### TASK ITEM
In the material below, how many lines include the word "common"? Write only the number.
──────── MATERIAL SUPPLIED ────────
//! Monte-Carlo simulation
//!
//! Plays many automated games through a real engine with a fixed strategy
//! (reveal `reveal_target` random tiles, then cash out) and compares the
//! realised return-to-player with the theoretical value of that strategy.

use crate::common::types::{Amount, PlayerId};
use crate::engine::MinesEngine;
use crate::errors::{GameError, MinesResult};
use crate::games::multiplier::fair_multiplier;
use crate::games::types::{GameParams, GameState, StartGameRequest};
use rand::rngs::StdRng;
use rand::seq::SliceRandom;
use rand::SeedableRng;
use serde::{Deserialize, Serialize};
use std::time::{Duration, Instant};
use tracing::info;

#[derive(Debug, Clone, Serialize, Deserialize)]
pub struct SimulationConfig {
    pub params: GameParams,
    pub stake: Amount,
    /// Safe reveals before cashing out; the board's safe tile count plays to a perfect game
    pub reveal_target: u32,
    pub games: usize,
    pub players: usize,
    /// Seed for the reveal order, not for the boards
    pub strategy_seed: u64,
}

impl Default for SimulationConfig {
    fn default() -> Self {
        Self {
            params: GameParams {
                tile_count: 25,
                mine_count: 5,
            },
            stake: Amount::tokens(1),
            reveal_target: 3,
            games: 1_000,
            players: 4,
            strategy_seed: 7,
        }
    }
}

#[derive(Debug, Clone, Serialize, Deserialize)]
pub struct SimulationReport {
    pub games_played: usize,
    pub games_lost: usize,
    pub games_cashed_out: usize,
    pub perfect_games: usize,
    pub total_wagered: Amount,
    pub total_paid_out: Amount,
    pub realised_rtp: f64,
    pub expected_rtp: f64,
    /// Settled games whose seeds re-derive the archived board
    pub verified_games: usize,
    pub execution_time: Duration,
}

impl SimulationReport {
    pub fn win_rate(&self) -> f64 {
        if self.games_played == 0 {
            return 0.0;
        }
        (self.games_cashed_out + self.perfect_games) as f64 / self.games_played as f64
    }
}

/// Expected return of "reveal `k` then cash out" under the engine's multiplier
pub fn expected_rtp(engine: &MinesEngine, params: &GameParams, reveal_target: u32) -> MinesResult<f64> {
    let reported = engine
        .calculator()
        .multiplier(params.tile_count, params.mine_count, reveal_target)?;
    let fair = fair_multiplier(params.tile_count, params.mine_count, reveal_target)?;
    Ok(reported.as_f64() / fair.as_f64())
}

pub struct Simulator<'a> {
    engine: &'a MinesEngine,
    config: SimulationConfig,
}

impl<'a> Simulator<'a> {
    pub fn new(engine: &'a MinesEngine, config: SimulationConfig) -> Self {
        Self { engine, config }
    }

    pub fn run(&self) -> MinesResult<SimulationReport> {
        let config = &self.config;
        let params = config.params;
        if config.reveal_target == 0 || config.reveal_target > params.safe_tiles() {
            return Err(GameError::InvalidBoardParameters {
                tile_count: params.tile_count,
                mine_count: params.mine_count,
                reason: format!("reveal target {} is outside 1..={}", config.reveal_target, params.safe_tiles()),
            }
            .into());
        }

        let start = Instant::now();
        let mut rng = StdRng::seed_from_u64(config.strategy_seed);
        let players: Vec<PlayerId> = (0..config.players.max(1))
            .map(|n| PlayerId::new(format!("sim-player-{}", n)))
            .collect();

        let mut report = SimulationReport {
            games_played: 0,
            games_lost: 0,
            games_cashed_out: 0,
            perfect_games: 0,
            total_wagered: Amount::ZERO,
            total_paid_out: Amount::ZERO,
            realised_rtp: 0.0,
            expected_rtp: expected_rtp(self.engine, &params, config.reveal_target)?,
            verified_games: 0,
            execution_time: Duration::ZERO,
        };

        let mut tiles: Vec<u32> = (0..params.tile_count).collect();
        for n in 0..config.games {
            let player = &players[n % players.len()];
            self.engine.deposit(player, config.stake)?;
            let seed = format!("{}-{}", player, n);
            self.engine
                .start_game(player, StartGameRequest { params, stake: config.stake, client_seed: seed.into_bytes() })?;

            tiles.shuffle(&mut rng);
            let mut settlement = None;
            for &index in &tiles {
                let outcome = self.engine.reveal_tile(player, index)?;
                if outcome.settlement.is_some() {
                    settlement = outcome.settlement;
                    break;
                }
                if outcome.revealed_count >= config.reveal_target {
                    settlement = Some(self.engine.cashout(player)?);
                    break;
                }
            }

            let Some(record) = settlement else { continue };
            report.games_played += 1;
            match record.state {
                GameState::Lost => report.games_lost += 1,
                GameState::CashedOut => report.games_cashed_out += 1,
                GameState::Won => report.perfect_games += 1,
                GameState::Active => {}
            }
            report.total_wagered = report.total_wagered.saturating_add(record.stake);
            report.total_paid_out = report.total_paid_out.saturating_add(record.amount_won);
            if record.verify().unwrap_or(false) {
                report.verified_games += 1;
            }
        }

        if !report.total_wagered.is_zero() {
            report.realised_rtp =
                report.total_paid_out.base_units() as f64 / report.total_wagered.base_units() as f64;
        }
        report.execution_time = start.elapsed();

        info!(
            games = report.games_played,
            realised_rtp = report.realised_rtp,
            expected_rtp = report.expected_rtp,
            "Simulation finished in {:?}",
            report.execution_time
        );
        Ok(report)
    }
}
────────
──────── MATERIAL SUPPLIED ────────
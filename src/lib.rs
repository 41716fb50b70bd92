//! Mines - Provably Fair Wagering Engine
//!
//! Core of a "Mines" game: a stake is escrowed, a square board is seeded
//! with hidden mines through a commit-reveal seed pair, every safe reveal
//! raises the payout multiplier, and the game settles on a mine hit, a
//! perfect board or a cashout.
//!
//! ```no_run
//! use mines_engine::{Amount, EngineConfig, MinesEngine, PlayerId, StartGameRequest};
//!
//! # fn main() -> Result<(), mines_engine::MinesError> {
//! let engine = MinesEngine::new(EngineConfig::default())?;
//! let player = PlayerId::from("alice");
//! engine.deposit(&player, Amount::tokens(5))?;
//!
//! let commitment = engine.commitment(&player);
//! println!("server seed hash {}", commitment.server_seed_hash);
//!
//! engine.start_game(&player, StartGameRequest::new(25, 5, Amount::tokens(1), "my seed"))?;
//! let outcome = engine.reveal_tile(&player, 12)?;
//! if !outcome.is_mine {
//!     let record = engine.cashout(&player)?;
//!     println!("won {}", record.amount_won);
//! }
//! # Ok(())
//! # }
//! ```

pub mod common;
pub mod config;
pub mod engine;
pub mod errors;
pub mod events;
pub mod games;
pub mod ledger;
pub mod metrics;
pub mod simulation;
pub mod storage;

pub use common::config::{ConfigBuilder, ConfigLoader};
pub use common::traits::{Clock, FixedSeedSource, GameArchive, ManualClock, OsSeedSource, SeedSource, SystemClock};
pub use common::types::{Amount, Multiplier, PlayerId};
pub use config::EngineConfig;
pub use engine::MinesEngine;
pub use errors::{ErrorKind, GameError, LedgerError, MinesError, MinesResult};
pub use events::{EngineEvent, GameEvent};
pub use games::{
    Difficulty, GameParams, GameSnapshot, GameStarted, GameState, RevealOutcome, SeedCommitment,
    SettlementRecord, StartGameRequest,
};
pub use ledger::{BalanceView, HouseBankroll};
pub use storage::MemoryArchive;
────────
──────── MATERIAL SUPPLIED ────────
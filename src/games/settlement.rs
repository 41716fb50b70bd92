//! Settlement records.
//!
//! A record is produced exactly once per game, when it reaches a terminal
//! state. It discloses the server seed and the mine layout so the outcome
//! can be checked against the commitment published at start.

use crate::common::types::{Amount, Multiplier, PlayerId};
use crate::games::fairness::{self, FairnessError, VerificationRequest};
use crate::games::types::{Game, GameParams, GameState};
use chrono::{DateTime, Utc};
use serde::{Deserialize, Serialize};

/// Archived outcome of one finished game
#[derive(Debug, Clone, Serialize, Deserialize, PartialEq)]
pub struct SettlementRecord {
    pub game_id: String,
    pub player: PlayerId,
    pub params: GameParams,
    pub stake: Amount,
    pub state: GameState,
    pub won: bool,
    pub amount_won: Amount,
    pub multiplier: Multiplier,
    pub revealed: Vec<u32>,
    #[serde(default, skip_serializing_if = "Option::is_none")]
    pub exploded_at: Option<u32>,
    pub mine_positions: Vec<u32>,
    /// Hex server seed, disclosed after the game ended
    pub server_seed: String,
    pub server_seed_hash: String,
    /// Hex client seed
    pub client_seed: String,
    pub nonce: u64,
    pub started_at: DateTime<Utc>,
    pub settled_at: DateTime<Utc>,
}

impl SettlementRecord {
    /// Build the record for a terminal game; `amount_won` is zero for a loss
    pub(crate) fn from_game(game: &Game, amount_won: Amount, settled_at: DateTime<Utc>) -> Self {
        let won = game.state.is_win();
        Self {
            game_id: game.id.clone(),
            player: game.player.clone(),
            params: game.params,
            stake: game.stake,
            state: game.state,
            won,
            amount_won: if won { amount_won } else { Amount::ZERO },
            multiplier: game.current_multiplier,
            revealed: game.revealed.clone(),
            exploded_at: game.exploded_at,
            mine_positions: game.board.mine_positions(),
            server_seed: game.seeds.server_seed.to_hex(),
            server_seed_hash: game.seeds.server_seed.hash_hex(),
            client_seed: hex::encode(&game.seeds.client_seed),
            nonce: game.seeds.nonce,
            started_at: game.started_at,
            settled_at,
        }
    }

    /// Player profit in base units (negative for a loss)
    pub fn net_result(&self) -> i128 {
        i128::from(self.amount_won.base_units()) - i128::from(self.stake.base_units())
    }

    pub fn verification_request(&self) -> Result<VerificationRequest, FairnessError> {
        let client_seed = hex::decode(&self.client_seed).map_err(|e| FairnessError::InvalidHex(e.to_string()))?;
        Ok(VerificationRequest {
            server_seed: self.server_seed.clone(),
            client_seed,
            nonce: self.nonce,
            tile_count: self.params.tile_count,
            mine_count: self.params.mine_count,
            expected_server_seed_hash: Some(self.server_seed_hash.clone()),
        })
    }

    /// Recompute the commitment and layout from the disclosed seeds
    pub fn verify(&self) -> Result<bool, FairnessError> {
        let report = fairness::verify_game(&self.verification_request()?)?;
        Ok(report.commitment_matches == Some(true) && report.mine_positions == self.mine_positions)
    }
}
────────
### YOUR RESPONSE
6